Modular Hepatitis B Virus-like Particle Platform for Biosensing and Drug Delivery.

The hepatitis B virus-like particle (HBV VLP) is an attractive protein nanoparticle platform due to the availability of 240 modification sites for engineering purposes. Although direct protein insertion into the surface loop has been demonstrated, this decoration strategy is restricted by the size of the inserted protein moieties. Meanwhile, larger proteins can be decorated using chemical conjugations; yet these approaches perturb the integrity of more delicate proteins and can unfavorably orient the proteins, impairing active surface display. Herein, we aim to create a robust and highly modular method to produce smart HBV-based nanodevices by using the SpyCatcher/SpyTag system, which allows a wide range of peptides and proteins to be conjugated directly and simply onto the modified HBV capsids in a controlled and biocompatible manner.
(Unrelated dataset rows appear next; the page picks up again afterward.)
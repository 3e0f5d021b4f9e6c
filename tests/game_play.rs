//! End-to-end scenarios exercising the engine through its public
//! interface.

extern crate lysander;

use lysander::{evaluate, Engine, Position, SearchLimits, START_FEN, WHITE, BLACK};

#[test]
fn open_game() {
    let p = Position::from_history(START_FEN, vec!["e2e4", "e7e5", "g1f3"]).unwrap();
    assert!(!p.is_in_check(WHITE));
    assert!(!p.is_in_check(BLACK));
    assert_eq!(p.side_to_move(), BLACK);
    assert_eq!(p.fullmove_number(), 2);
}

#[test]
fn fools_mate() {
    let p = Position::from_history(START_FEN, vec!["f2f3", "e7e5", "g2g4", "d8h4"]).unwrap();
    assert!(p.is_checkmate());
    assert_eq!(p.side_to_move(), WHITE);
    assert_eq!(p.legal_moves().len(), 0);
}

#[test]
fn castling_round_trip() {
    let fen = "r3k2r/8/8/8/8/8/8/R3K2R w KQkq - 0 1";
    let mut p = Position::from_fen(fen).unwrap();
    let entry_before = p.castling_entry();

    let oo = p.legal_moves()
        .into_iter()
        .find(|m| m.notation() == "e1g1")
        .unwrap();
    p.do_move(oo);
    assert_eq!(p.to_fen(), "r3k2r/8/8/8/8/8/8/R4RK1 b kq - 1 1");

    p.undo_move(oo);
    assert_eq!(p.to_fen(), fen);
    assert_eq!(p.castling_entry(), entry_before);
}

#[test]
fn move_text_round_trips() {
    let fens = [START_FEN,
                "r3k2r/p1ppqpb1/bn2pnp1/3PN3/1p2P3/2N2Q1p/PPPBBPPP/R3K2R w KQkq - 0 1",
                "rnbq1k1r/pp1Pbppp/2p5/8/2B5/8/PPP1NnPP/RNBQK2R w KQ - 1 8"];
    for fen in fens.iter() {
        let p = Position::from_fen(fen).unwrap();
        let moves = p.legal_moves();
        for &m in moves.iter() {
            let text = m.notation();
            let matches: Vec<_> = moves.iter().filter(|x| x.notation() == text).collect();
            assert_eq!(matches.len(), 1, "ambiguous move text {}", text);
            assert_eq!(*matches[0], m);
        }
    }
}

#[test]
fn fen_round_trips_along_a_game() {
    let moves = ["e2e4", "c7c5", "g1f3", "d7d6", "d2d4", "c5d4", "f3d4", "g8f6", "b1c3", "a7a6"];
    let mut p = Position::from_fen(START_FEN).unwrap();
    for i in 0..moves.len() {
        let played = Position::from_history(START_FEN, moves[..=i].iter().cloned()).unwrap();
        let reparsed = Position::from_fen(&played.to_fen()).unwrap();
        assert_eq!(reparsed.to_fen(), played.to_fen());
        assert_eq!(reparsed.hash(), played.hash());
    }
    assert_eq!(p.ply(), 0);
    for m in moves.iter() {
        let legal = p.legal_moves();
        let m = legal.iter().find(|x| x.notation() == *m).unwrap();
        p.do_move(*m);
    }
    assert_eq!(p.ply(), moves.len());
}

#[test]
fn engine_plays_a_short_game() {
    let mut p = Position::from_fen(START_FEN).unwrap();
    let mut engine = Engine::new(4);
    for _ in 0..20 {
        let legal = p.legal_moves();
        if legal.is_empty() {
            break;
        }
        let m = engine.best_move(&mut p, SearchLimits::depth(3)).unwrap();
        assert!(legal.contains(&m), "engine chose the illegal move {}", m);
        p.do_move(m);
        assert!(evaluate(&p).abs() < lysander::INF);
    }
    // The undo stack can unwind the whole game.
    let played = p.ply();
    for _ in 0..played {
        assert!(p.undo_last_move());
    }
    assert_eq!(p.to_fen(), START_FEN);
}
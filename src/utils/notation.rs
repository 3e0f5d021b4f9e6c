//! Implements helpers for reading and writing algebraic notation.

use regex::Regex;
use crate::basetypes::Square;
use crate::files::file;
use crate::ranks::rank;

/// Returns the algebraic notation for a given square.
pub fn notation(square: Square) -> &'static str {
    lazy_static! {
        static ref NOTATION: Vec<String> = (0..64).map(|i| format!("{}{}",
            ["a", "b", "c", "d", "e", "f", "g", "h"][file(i)],
            ["1", "2", "3", "4", "5", "6", "7", "8"][rank(i)])
        ).collect();
    }
    NOTATION[square].as_str()
}

/// Parses square's algebraic notation (lowercase only).
pub fn parse_square(s: &str) -> Option<Square> {
    lazy_static! {
        static ref RE: Regex = Regex::new(r"^[a-h][1-8]$").unwrap();
    }
    if RE.is_match(s) {
        let mut chars = s.chars();
        let file = (chars.next().unwrap().to_digit(18).unwrap() - 10) as usize;
        let rank = (chars.next().unwrap().to_digit(9).unwrap() - 1) as usize;
        Some(crate::basetypes::square(file, rank))
    } else {
        None
    }
}

#[cfg(test)]
mod tests {
    use super::*;
    use crate::squares::*;

    #[test]
    fn square_notation() {
        assert_eq!(notation(A1), "a1");
        assert_eq!(notation(H8), "h8");
        assert_eq!(notation(E4), "e4");
        for s in 0..64 {
            assert_eq!(parse_square(notation(s)), Some(s));
        }
        assert_eq!(parse_square("e9"), None);
        assert_eq!(parse_square("i1"), None);
        assert_eq!(parse_square("E4"), None);
        assert_eq!(parse_square("e44"), None);
    }
}
//! Implements the opening book.
//!
//! The book maps position hashes to weighted move recommendations. On
//! disk it is a sequence of sorted 16-byte big-endian records; a
//! plain-text fallback format (`<hex-key> <move> <weight>` per line)
//! is accepted too. A missing book file is not an error -- the engine
//! simply plays without a book.

use std::fs::File;
use std::io::{self, ErrorKind, Read};
use std::path::Path;
use rand::Rng;
use regex::Regex;
use crate::basetypes::KNIGHT;
use crate::board::Position;
use crate::moves::Move;
use crate::utils::notation::parse_square;
use crate::utils::MoveList;

/// A single opening-book record.
///
/// The packed move is laid out with the destination square in bits
/// 0..5, the origin square in bits 6..11, and the promotion piece in
/// bits 12..14 (0 none, 1 knight, 2 bishop, 3 rook, 4 queen).
#[derive(Clone, Copy, Debug, PartialEq, Eq)]
pub struct BookEntry {
    pub key: u64,
    pub packed_move: u16,
    pub weight: u16,
}

/// A store of weighted opening moves, keyed by position hash.
pub struct OpeningBook {
    entries: Vec<BookEntry>,
}

impl OpeningBook {
    /// Reads an opening book from a file, accepting either the binary
    /// or the text format.
    pub fn open<P: AsRef<Path>>(path: P) -> io::Result<OpeningBook> {
        let mut data = Vec::new();
        File::open(path)?.read_to_end(&mut data)?;
        match std::str::from_utf8(&data) {
            Ok(text) if looks_like_text(text) => OpeningBook::from_text(text),
            _ => OpeningBook::from_bytes(&data),
        }
    }

    /// Parses the binary book format: 16-byte records of an 8-byte
    /// big-endian key, a 2-byte packed move, a 2-byte weight, and 4
    /// reserved bytes.
    pub fn from_bytes(data: &[u8]) -> io::Result<OpeningBook> {
        if data.len() % 16 != 0 {
            return Err(invalid_data("truncated opening book record"));
        }
        let mut entries = Vec::with_capacity(data.len() / 16);
        for record in data.chunks(16) {
            entries.push(BookEntry {
                key: u64::from_be_bytes(record[0..8].try_into().unwrap()),
                packed_move: u16::from_be_bytes(record[8..10].try_into().unwrap()),
                weight: u16::from_be_bytes(record[10..12].try_into().unwrap()),
            });
        }
        Ok(OpeningBook::from_entries(entries))
    }

    /// Parses the text book format: one `<hex-key> <move> <weight>`
    /// entry per line. The weight may be omitted (it defaults to 1);
    /// blank lines and `#` comments are skipped.
    pub fn from_text(text: &str) -> io::Result<OpeningBook> {
        let mut entries = Vec::new();
        for (line_no, line) in text.lines().enumerate() {
            let line = line.trim();
            if line.is_empty() || line.starts_with('#') {
                continue;
            }
            let mut fields = line.split_whitespace();
            let bad_line = || invalid_data(format!("bad opening book entry at line {}",
                                                   line_no + 1));
            let key = fields.next()
                .and_then(|s| u64::from_str_radix(s, 16).ok())
                .ok_or_else(bad_line)?;
            let packed_move = fields.next()
                .and_then(parse_move_text)
                .ok_or_else(bad_line)?;
            let weight = match fields.next() {
                Some(s) => s.parse::<u16>().map_err(|_| bad_line())?,
                None => 1,
            };
            entries.push(BookEntry {
                key: key,
                packed_move: packed_move,
                weight: weight,
            });
        }
        Ok(OpeningBook::from_entries(entries))
    }

    fn from_entries(mut entries: Vec<BookEntry>) -> OpeningBook {
        // The records are kept sorted by key, so that probing is a
        // binary search.
        entries.sort_by_key(|e| (e.key, e.packed_move));
        OpeningBook { entries: entries }
    }

    /// Returns the number of records in the book.
    pub fn len(&self) -> usize {
        self.entries.len()
    }

    /// Returns `true` if the book holds no records.
    pub fn is_empty(&self) -> bool {
        self.entries.is_empty()
    }

    /// Returns all recommendations stored for a given position hash.
    pub fn probe(&self, key: u64) -> &[BookEntry] {
        let start = self.entries.partition_point(|e| e.key < key);
        let count = self.entries[start..].partition_point(|e| e.key == key);
        &self.entries[start..start + count]
    }

    /// Picks a book move for the given position, weighted at random
    /// among all matching recommendations.
    ///
    /// Only moves that are legal in the position are playable;
    /// `None` is returned when the book has nothing useful.
    pub fn pick<R: Rng>(&self, position: &Position, rng: &mut R) -> Option<Move> {
        let entries = self.probe(position.hash());
        if entries.is_empty() {
            return None;
        }
        let total: u64 = entries.iter().map(|e| e.weight.max(1) as u64).sum();
        let mut draw = rng.gen_range(0..total);
        for entry in entries {
            let weight = entry.weight.max(1) as u64;
            if draw < weight {
                return find_legal(position, entry.packed_move);
            }
            draw -= weight;
        }
        None
    }
}

/// A helper function. It matches a packed book move against the legal
/// moves of a position.
fn find_legal(position: &Position, packed: u16) -> Option<Move> {
    let to = (packed & 0x3f) as usize;
    let from = (packed >> 6 & 0x3f) as usize;
    let promotion = (packed >> 12 & 0x7) as usize;
    let mut list = MoveList::new();
    position.generate_moves(&mut list);
    list.iter().cloned().find(|m| {
        m.orig_square() == from && m.dest_square() == to &&
        if promotion == 0 {
            !m.is_promotion()
        } else {
            m.is_promotion() && m.promotion() == KNIGHT + promotion - 1
        }
    })
}

/// A helper function. It packs a move in pure long algebraic notation
/// ("e2e4", "e7e8q") into the book's move encoding.
fn parse_move_text(s: &str) -> Option<u16> {
    if s.len() < 4 || s.len() > 5 || !s.is_ascii() {
        return None;
    }
    let from = parse_square(&s[0..2])?;
    let to = parse_square(&s[2..4])?;
    let promotion: u16 = match &s[4..] {
        "" => 0,
        "n" => 1,
        "b" => 2,
        "r" => 3,
        "q" => 4,
        _ => return None,
    };
    Some(to as u16 | (from as u16) << 6 | promotion << 12)
}

/// A helper function for `OpeningBook::open`. It decides if the file
/// content is in the text format.
fn looks_like_text(text: &str) -> bool {
    lazy_static! {
        static ref RE: Regex =
            Regex::new(r"^[0-9a-fA-F]+\s+[a-h][1-8][a-h][1-8][nbrq]?(\s+\d+)?$").unwrap();
    }
    text.lines()
        .map(|line| line.trim())
        .find(|line| !line.is_empty() && !line.starts_with('#'))
        .map_or(false, |line| RE.is_match(line))
}

fn invalid_data<E>(error: E) -> io::Error
    where E: Into<Box<dyn std::error::Error + Send + Sync>>
{
    io::Error::new(ErrorKind::InvalidData, error)
}
/// Tables and methods useful for move generation and position
/// evaluation.
///
/// All tables are initialized once, before the first search, and are
/// read-only thereafter.
#[derive(Debug)]
pub struct BoardGeometry {
    /// Contains bitboards with the squares attacked by a knight from
    /// a given square.
    pub knight_attacks: [Bitboard; 64],

    /// Contains bitboards with the squares attacked by a king from a
    /// given square.
    pub king_attacks: [Bitboard; 64],

    /// Contains bitboards with the squares attacked by a pawn of a
    /// given color from a given square.
    ///
    /// # Examples:
    ///
    /// ```text
    /// g.pawn_attacks[WHITE][F6]
    /// . . . . . . . .
    /// . . . . 1 . 1 .
    /// . . . . . P . .
    /// . . . . . . . .
    /// . . . . . . . .
    /// . . . . . . . .
    /// . . . . . . . .
    /// . . . . . . . .
    /// ```
    pub pawn_attacks: [[Bitboard; 64]; 2],

    /// Contains bitboards with the open squares lying strictly
    /// between two squares, for pairs that share a rank, file,
    /// diagonal, or anti-diagonal. For all other pairs the bitboard
    /// is zero.
    ///
    /// # Examples:
    ///
    /// ```text
    /// g.squares_between[B2][F6]
    /// . . . . . . . .
    /// . . . . . . . .
    /// . . . . . . . .
    /// . . . . 1 . . .
    /// . . . 1 . . . .
    /// . . 1 . . . . .
    /// . . . . . . . .
    /// . . . . . . . .
    /// ```
    pub squares_between: [[Bitboard; 64]; 64],

    /// Contains bitboards with the entire line (rank, file, diagonal,
    /// or anti-diagonal) shared by two squares. For pairs that do not
    /// share a line the bitboard is zero.
    ///
    /// Used to clamp the destinations of pinned pieces.
    ///
    /// # Examples:
    ///
    /// ```text
    /// g.line_through[B2][F6]
    /// . . . . . . . 1
    /// . . . . . . 1 .
    /// . . . . . 1 . .
    /// . . . . 1 . . .
    /// . . . 1 . . . .
    /// . . 1 . . . . .
    /// . 1 . . . . . .
    /// 1 . . . . . . .
    /// ```
    pub line_through: [[Bitboard; 64]; 64],

    bishop_map: [AttacksMagic; 64],
    rook_map: [AttacksMagic; 64],
    slider_attacks: Vec<Bitboard>,
}
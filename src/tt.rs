//! Implements the transposition table.

use crate::depth::Depth;
use crate::moves::Move;
use crate::value::Value;

/// `BOUND_EXACT`, `BOUND_LOWER`, or `BOUND_UPPER`.
pub type BoundType = u8;

/// The stored value is exact.
pub const BOUND_EXACT: BoundType = 1;

/// The stored value is a lower bound (the search failed high).
pub const BOUND_LOWER: BoundType = 2;

/// The stored value is an upper bound (the search failed low).
pub const BOUND_UPPER: BoundType = 3;

/// A record in the transposition table.
#[derive(Clone, Copy, Debug)]
pub struct TtEntry {
    /// The full Zobrist key of the stored position.
    pub key: u64,

    /// The stored evaluation.
    pub value: Value,

    /// The depth to which the stored position was searched.
    pub depth: Depth,

    /// How the stored value relates to the true evaluation.
    pub bound: BoundType,

    /// The best move found, or `Move::invalid()` if none was.
    pub best_move: Move,
}

/// A hash-keyed cache of previously searched positions.
///
/// The table remembers the score, the searched depth, the bound type,
/// and the best move of old searches, keyed by the position hash. It
/// uses an overwrite-always replacement scheme: a store to an
/// occupied slot simply replaces the old record.
pub struct Tt {
    entries: Vec<Option<TtEntry>>,
    mask: usize,
}

impl Tt {
    /// Creates a new transposition table of (at most) the given size
    /// in megabytes.
    pub fn new(size_mb: usize) -> Tt {
        use std::mem::size_of;
        // Keep the number of slots a power of two, so probing is a
        // mask instead of a division.
        let max_slots = size_mb.max(1) * 1024 * 1024 / size_of::<Option<TtEntry>>();
        let slots = 1 << (63 - (max_slots as u64).leading_zeros());
        Tt {
            entries: vec![None; slots],
            mask: slots - 1,
        }
    }

    /// Stores a record for the given key.
    #[inline]
    pub fn store(&mut self, key: u64, value: Value, depth: Depth, bound: BoundType, best_move: Move) {
        self.entries[key as usize & self.mask] = Some(TtEntry {
            key: key,
            value: value,
            depth: depth,
            bound: bound,
            best_move: best_move,
        });
    }

    /// Returns the record stored for the given key, if any.
    #[inline]
    pub fn probe(&self, key: u64) -> Option<TtEntry> {
        match self.entries[key as usize & self.mask] {
            Some(entry) if entry.key == key => Some(entry),
            _ => None,
        }
    }

    /// Forgets all stored records.
    pub fn clear(&mut self) {
        for slot in self.entries.iter_mut() {
            *slot = None;
        }
    }
}

#[cfg(test)]
mod tests {
    use super::*;
    use crate::moves::MF_QUIET;

    #[test]
    fn store_and_probe() {
        let mut tt = Tt::new(1);
        assert!(tt.probe(42).is_none());
        let m = Move::new(12, 28, MF_QUIET);
        tt.store(42, 100, 5, BOUND_EXACT, m);
        let entry = tt.probe(42).unwrap();
        assert_eq!(entry.value, 100);
        assert_eq!(entry.depth, 5);
        assert_eq!(entry.bound, BOUND_EXACT);
        assert_eq!(entry.best_move, m);

        // A colliding key with a different full hash must not match.
        let colliding = 42 + (tt.mask as u64 + 1);
        assert!(tt.probe(colliding).is_none());

        // Overwrite-always replacement.
        tt.store(colliding, -7, 1, BOUND_UPPER, Move::invalid());
        assert!(tt.probe(42).is_none());
        assert_eq!(tt.probe(colliding).unwrap().value, -7);

        tt.clear();
        assert!(tt.probe(colliding).is_none());
    }
}
//! Defines the `Value` type and its related constants.

/// Evaluation value in centipawns.
///
/// Positive values mean that the position is favorable for the side
/// to move. Negative values mean the position is favorable for the
/// other side (not to move). A value of `0` means that the chances
/// are equal. For example: a value of `100` might mean that the side
/// to move is a pawn ahead.
///
/// # Constants:
///
/// * Values with absolute value close to `MATE_SCORE` designate
///   forced checkmates. A mated position evaluates to
///   `-MATE_SCORE + remaining_depth`, so that quicker mates get more
///   extreme scores.
///
/// * `INF` is larger than any attainable evaluation, and is used as
///   the initial alpha-beta window.
pub type Value = i32;

pub const MATE_SCORE: Value = 100_000;
pub const INF: Value = 1_000_000;
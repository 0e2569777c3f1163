//! Confetti burst shown briefly after a habit is completed.

#[cfg(test)]
#[path = "celebration_test.rs"]
mod celebration_test;

use leptos::prelude::*;

/// How long the dashboard keeps the burst mounted.
pub const CELEBRATION_MS: u64 = 3_000;

const PIECES: usize = 36;

/// Inline style for confetti piece `i`: spread across the width with
/// staggered delays and rotating hues. Deterministic so renders are stable.
pub fn confetti_style(i: usize) -> String {
    let left = (i * 37) % 100;
    let delay_ms = (i % 12) * 80;
    let hue = (i * 47) % 360;
    format!("left: {left}%; animation-delay: {delay_ms}ms; background-color: hsl({hue}, 85%, 55%);")
}

#[component]
pub fn Celebration() -> impl IntoView {
    view! {
        <div class="celebration" aria-hidden="true">
            {(0..PIECES)
                .map(|i| view! { <span class="celebration__piece" style=confetti_style(i)></span> })
                .collect::<Vec<_>>()}
        </div>
    }
}
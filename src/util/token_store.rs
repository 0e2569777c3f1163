//! Durable slot for the session token.
//!
//! SYSTEM CONTEXT
//! ==============
//! `state::session` is the only caller. The browser store mirrors the token
//! into `localStorage` so a reload restores the session; the memory store backs
//! tests and non-browser builds.
//!
//! ERROR HANDLING
//! ==============
//! Writes report `StorageError` instead of panicking. Callers treat a failed
//! write as non-fatal: the session keeps running in memory for the rest of the
//! tab's lifetime.

#[cfg(test)]
#[path = "token_store_test.rs"]
mod token_store_test;

use std::cell::RefCell;

/// Failure to reach or write the durable medium.
#[derive(Clone, Debug, PartialEq, Eq, thiserror::Error)]
pub enum StorageError {
    #[error("browser storage unavailable")]
    Unavailable,
    #[error("storage write failed: {0}")]
    Write(String),
}

/// A single-slot token store.
pub trait TokenStore {
    /// Return the stored token, or `None` when the slot is empty or unreadable.
    fn load(&self) -> Option<String>;

    /// Overwrite the slot with `token`.
    ///
    /// # Errors
    ///
    /// Returns `StorageError` when the medium is unavailable or rejects the write.
    fn save(&self, token: &str) -> Result<(), StorageError>;

    /// Remove the stored token. Clearing an empty slot succeeds.
    ///
    /// # Errors
    ///
    /// Returns `StorageError` when the medium is unavailable or rejects the removal.
    fn clear(&self) -> Result<(), StorageError>;
}

/// `localStorage`-backed store under [`crate::config::TOKEN_STORAGE_KEY`].
///
/// Outside the browser (`csr` disabled) there is no medium: `load` returns
/// `None` and writes report [`StorageError::Unavailable`].
#[derive(Clone, Copy, Debug, Default)]
pub struct BrowserTokenStore;

#[cfg(feature = "csr")]
fn local_storage() -> Result<web_sys::Storage, StorageError> {
    web_sys::window()
        .and_then(|w| w.local_storage().ok().flatten())
        .ok_or(StorageError::Unavailable)
}

impl TokenStore for BrowserTokenStore {
    fn load(&self) -> Option<String> {
        #[cfg(feature = "csr")]
        {
            let storage = local_storage().ok()?;
            let raw = storage.get_item(crate::config::TOKEN_STORAGE_KEY).ok().flatten()?;
            non_empty(raw)
        }
        #[cfg(not(feature = "csr"))]
        {
            None
        }
    }

    fn save(&self, token: &str) -> Result<(), StorageError> {
        #[cfg(feature = "csr")]
        {
            local_storage()?
                .set_item(crate::config::TOKEN_STORAGE_KEY, token)
                .map_err(|e| StorageError::Write(format!("{e:?}")))
        }
        #[cfg(not(feature = "csr"))]
        {
            let _ = token;
            Err(StorageError::Unavailable)
        }
    }

    fn clear(&self) -> Result<(), StorageError> {
        #[cfg(feature = "csr")]
        {
            local_storage()?
                .remove_item(crate::config::TOKEN_STORAGE_KEY)
                .map_err(|e| StorageError::Write(format!("{e:?}")))
        }
        #[cfg(not(feature = "csr"))]
        {
            Err(StorageError::Unavailable)
        }
    }
}

/// In-process store. Does not survive a reload.
#[derive(Debug, Default)]
pub struct MemoryTokenStore {
    slot: RefCell<Option<String>>,
}

impl MemoryTokenStore {
    /// Create a store pre-populated with `token`, as if left by an earlier page load.
    pub fn with_token(token: impl Into<String>) -> Self {
        Self { slot: RefCell::new(Some(token.into())) }
    }

    /// Raw slot contents, including values `load` would treat as absent.
    pub fn peek(&self) -> Option<String> {
        self.slot.borrow().clone()
    }
}

impl TokenStore for MemoryTokenStore {
    fn load(&self) -> Option<String> {
        self.slot.borrow().clone().and_then(non_empty)
    }

    fn save(&self, token: &str) -> Result<(), StorageError> {
        *self.slot.borrow_mut() = Some(token.to_owned());
        Ok(())
    }

    fn clear(&self) -> Result<(), StorageError> {
        self.slot.borrow_mut().take();
        Ok(())
    }
}

fn non_empty(raw: String) -> Option<String> {
    if raw.is_empty() { None } else { Some(raw) }
}
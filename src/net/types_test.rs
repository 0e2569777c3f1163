use super::*;

// =============================================================
// Habit
// =============================================================

#[test]
fn habit_reads_backend_id_field() {
    let habit: Habit = serde_json::from_value(serde_json::json!({
        "_id": "h-1",
        "name": "Read",
        "description": "20 pages",
        "streak": 4,
        "user": "u-1",
        "__v": 0
    }))
    .unwrap();
    assert_eq!(habit.id, "h-1");
    assert_eq!(habit.name, "Read");
    assert_eq!(habit.description, "20 pages");
    assert_eq!(habit.streak, 4);
}

#[test]
fn habit_defaults_missing_description_and_streak() {
    let habit: Habit = serde_json::from_value(serde_json::json!({ "_id": "h-2", "name": "Walk" })).unwrap();
    assert_eq!(habit.description, "");
    assert_eq!(habit.streak, 0);
}

#[test]
fn habit_serializes_id_back_to_backend_name() {
    let habit = Habit {
        id: "h-3".to_owned(),
        name: "Stretch".to_owned(),
        description: String::new(),
        streak: 1,
    };
    let value = serde_json::to_value(&habit).unwrap();
    assert_eq!(value["_id"], "h-3");
    assert!(value.get("id").is_none());
}

// =============================================================
// Request bodies
// =============================================================

#[test]
fn new_habit_serializes_name_and_description() {
    let body = NewHabit { name: "Meditate".to_owned(), description: "10 min".to_owned() };
    assert_eq!(
        serde_json::to_value(&body).unwrap(),
        serde_json::json!({ "name": "Meditate", "description": "10 min" })
    );
}

#[test]
fn register_request_serializes_all_fields() {
    let body = RegisterRequest {
        username: "alice".to_owned(),
        email: "a@example.com".to_owned(),
        password: "pw".to_owned(),
    };
    assert_eq!(
        serde_json::to_value(&body).unwrap(),
        serde_json::json!({ "username": "alice", "email": "a@example.com", "password": "pw" })
    );
}

// =============================================================
// Responses
// =============================================================

#[test]
fn current_user_defaults_missing_scores() {
    let user: CurrentUser = serde_json::from_value(serde_json::json!({ "username": "alice" })).unwrap();
    assert_eq!(user, CurrentUser::default());
}

#[test]
fn completion_carries_updated_habit_and_scores() {
    let completion: Completion = serde_json::from_value(serde_json::json!({
        "habit": { "_id": "h-1", "name": "Read", "streak": 5 },
        "points": 60,
        "badges": ["Starter", "5-Day Streak"]
    }))
    .unwrap();
    assert_eq!(completion.habit.streak, 5);
    assert_eq!(completion.points, 60);
    assert_eq!(completion.badges, vec!["Starter".to_owned(), "5-Day Streak".to_owned()]);
}

#[test]
fn error_body_tolerates_missing_msg() {
    let body: ErrorBody = serde_json::from_value(serde_json::json!({ "error": "nope" })).unwrap();
    assert_eq!(body.msg, None);
    let body: ErrorBody = serde_json::from_value(serde_json::json!({ "msg": "Invalid credentials" })).unwrap();
    assert_eq!(body.msg.as_deref(), Some("Invalid credentials"));
}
Our technology allows the modular surface modification of HBV VLPs with multiple components, which provides signal amplification, increased targeting avidity, and high therapeutic payload incorporation. We have achieved a yield of over 200 mg/L for these engineered HBV VLPs and demonstrated the flexibility of this platform in both biosensing and drug delivery applications. The ability to decorate over 200 nanoluciferases per VLP improved detection signal by over 1500-fold, such that low nanomolar levels of thrombin could be detected by the naked eye. Meanwhile, a dimeric prodrug-activating enzyme was loaded without cross-linking particles by coexpressing orthogonally labeled monomers. This along with a epidermal growth factor receptor-binding peptide enabled tunable uptake of HBV VLPs into inflammatory breast cancer cells, leading to efficient suicide enzyme delivery and cell killing.